Late November: Reflections on the Lily Pond

It is a short work week, as the American Thanksgiving holiday is Thursday. I managed to find a few minutes in my Monday to visit the Arboretum, where things are looking very Novemberish. The grasses have turned to gold. The roses are done for the season.

The Arboretum's lily pond remains unfrozen, and I seek out its liquid surface to contemplate things. Somehow reflections make things more clear, but perhaps only to me. The blue fence that surrounds the construction zone for the pollinator garden appears in my lily pond photos now. It's interesting and different, I'll say that about it.

I head into the holiday week, remembering a blip-posting I made 4 years ago: one about Thanksgiving, and gratitude, and how happy I was that my oldest sister, who had been dying, was getting well again, and would get to live! I remember the joy I felt the day I wrote that!

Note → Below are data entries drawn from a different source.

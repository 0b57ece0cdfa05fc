// This Source Code Form is subject to the terms of the Mozilla Public
// License, v. 2.0. If a copy of the MPL was not distributed with this
// file, You can obtain one at http://mozilla.org/MPL/2.0/.

//! Fills a frame buffer with the escape-time picture of one window of
//! the complex plane.  Every pixel is independent of every other, so
//! the frame can be carved into bands of rows and each band handed to
//! its own thread without any locking: each thread owns its band of
//! the buffer outright for the life of the scope.

use crossbeam;
use itertools::iproduct;

use errors::ZoomError;
use escape::escape_time;
use frame::{put_in_row, FrameBuffer};
use palette::colorize;
use planes::{Pixel, PlaneMapper};

/// Renders one row of the window into a slice holding exactly that
/// row's RGBA bytes.
pub fn render_row(plane: &PlaneMapper, y: usize, limit: u32, row: &mut [u8]) {
    let ci = plane.row_im(y);
    for x in 0..plane.width() {
        let count = escape_time(plane.column_re(x), ci, limit);
        put_in_row(row, x, colorize(count, limit));
    }
}

/// The single-threaded renderer.  Visits every pixel once, top to
/// bottom and left to right.
pub fn render_single(plane: &PlaneMapper, limit: u32, frame: &mut FrameBuffer) {
    assert!(frame.width() == plane.width() && frame.height() == plane.height());
    for (y, x) in iproduct!(0..plane.height(), 0..plane.width()) {
        let c = plane.pixel_to_point(&Pixel(x, y));
        frame.put_pixel(x, y, colorize(escape_time(c.re, c.im, limit), limit));
    }
}

/// A multi-threaded version of the render function that takes a
/// thread count.  Produces exactly the same bytes as `render_single`.
pub fn render_threaded(
    plane: &PlaneMapper,
    limit: u32,
    frame: &mut FrameBuffer,
    threads: usize,
) -> Result<(), ZoomError> {
    assert!(frame.width() == plane.width() && frame.height() == plane.height());
    let zonesize = (plane.height() / threads.max(1)) + 1;
    let stride = frame.stride();
    let regions: Vec<&mut [u8]> = frame.bands_mut(zonesize).collect();
    crossbeam::scope(|spawner| {
        for (band, region) in regions.into_iter().enumerate() {
            let top = band * zonesize;
            spawner.spawn(move |_| {
                for (offset, row) in region.chunks_mut(stride).enumerate() {
                    render_row(plane, top + offset, limit, row);
                }
            });
        }
    })
    .map_err(|_| ZoomError::Thread)
}

/// Renders `plane` into `frame`, on `threads` threads if more than one
/// is asked for.
pub fn render(
    plane: &PlaneMapper,
    limit: u32,
    frame: &mut FrameBuffer,
    threads: usize,
) -> Result<(), ZoomError> {
    if threads > 1 {
        render_threaded(plane, limit, frame, threads)
    } else {
        render_single(plane, limit, frame);
        Ok(())
    }
}
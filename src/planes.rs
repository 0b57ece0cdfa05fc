// This Source Code Form is subject to the terms of the Mozilla Public
// License, v. 2.0. If a copy of the MPL was not distributed with this
// file, You can obtain one at http://mozilla.org/MPL/2.0/.

//! Contains the PlaneMapper struct, which describes a relationship
//! between a rectangle on the integral plane with an origin at 0,0 in
//! the upper-left corner, and a window on the complex plane defined
//! by its center and its vertical span.
use num::Complex;

use errors::ZoomError;

/// Describes the width and height of an integral plane that is assumed
/// to start at 0,0.  `y` grows downward, the way images are stored.
#[derive(Copy, Clone, Debug, PartialEq)]
pub struct IntegralPlane(pub usize, pub usize);

/// Describes the x, y of a point in an integral plane.
#[derive(Copy, Clone, Debug, PartialEq)]
pub struct Pixel(pub usize, pub usize);

/// Maps pixels of an image onto a window of the complex plane.  The
/// center of the window lands on the center of the image, and the
/// horizontal span is derived from the vertical one so that pixels
/// stay square.  The first and last pixel of each row and column lie
/// exactly on the window's edges.
#[derive(Copy, Clone, Debug)]
pub struct PlaneMapper {
    /// Width and height of the image, in pixels.
    pub integral_plane: IntegralPlane,
    /// The point that lands on the middle of the image.
    pub center: Complex<f64>,
    // Horizontal and vertical extent of the window, in plane units.
    spans: (f64, f64),
    // The real part of the left column and the imaginary part of the
    // top row.
    origin: Complex<f64>,
    // Plane units per pixel, horizontally and vertically.
    deltas: (f64, f64),
}

impl PlaneMapper {
    /// Constructor.  The image must be at least two pixels in each
    /// direction, since the edges of the window are pinned to the
    /// first and last pixel.
    pub fn new(
        width: usize,
        height: usize,
        center: Complex<f64>,
        ver_span: f64,
    ) -> Result<PlaneMapper, ZoomError> {
        if width < 2 || height < 2 {
            return Err(ZoomError::InvalidConfig(format!(
                "image must be at least 2x2 pixels, got {}x{}",
                width, height
            )));
        }

        let hor_span = ver_span * ((width - 1) as f64) / ((height - 1) as f64);
        let origin = Complex::new(center.re - hor_span / 2.0, center.im + ver_span / 2.0);
        let deltas = (
            hor_span / ((width - 1) as f64),
            ver_span / ((height - 1) as f64),
        );

        Ok(PlaneMapper {
            integral_plane: IntegralPlane(width, height),
            center,
            spans: (hor_span, ver_span),
            origin,
            deltas,
        })
    }

    /// Width of the image in pixels.
    pub fn width(&self) -> usize {
        self.integral_plane.0
    }

    /// Height of the image in pixels.
    pub fn height(&self) -> usize {
        self.integral_plane.1
    }

    /// The total number of points in the integral grid.  Used to
    /// calculate memory needs.
    pub fn len(&self) -> usize {
        self.integral_plane.0 * self.integral_plane.1
    }

    /// Describes that the integral plane is of a size.
    pub fn is_empty(&self) -> bool {
        self.integral_plane.0 == 0 || self.integral_plane.1 == 0
    }

    /// Height of the visible window in plane units.
    pub fn ver_span(&self) -> f64 {
        self.spans.1
    }

    /// Width of the visible window in plane units.
    pub fn hor_span(&self) -> f64 {
        self.spans.0
    }

    /// Real part of the points in column `x`.
    #[inline]
    pub fn column_re(&self, x: usize) -> f64 {
        self.origin.re + (x as f64) * self.deltas.0
    }

    /// Imaginary part of the points in row `y`.  Row 0 is the top of
    /// the image and has the largest imaginary part.
    #[inline]
    pub fn row_im(&self, y: usize) -> f64 {
        self.origin.im - (y as f64) * self.deltas.1
    }

    /// Given a pixel on the integral plane, return the point of the
    /// complex plane it samples.
    pub fn pixel_to_point(&self, pixel: &Pixel) -> Complex<f64> {
        Complex::new(self.column_re(pixel.0), self.row_im(pixel.1))
    }
}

This past calendar year, on one of the hottest days in late July, my oldest sister died. It is one of the hardest things I have experienced in life. To say that I grieve would be an understatement. My sorrow walks with me everywhere. I cry both public and secret tears, every single day.

I still have many things to be grateful for, and I try to focus on those instead of what I've lost, but it's hard. Amid my gratitude for the rest of the blessings I DO have, my heart weeps and wails, searching for my sister.

But for the few minutes that I stand by the lily pond, watching the reflections, remembering the beautiful water lilies, thinking about the coming of the cold, I am at peace.

The soundtrack song is the great pianist George Winston, with Peace.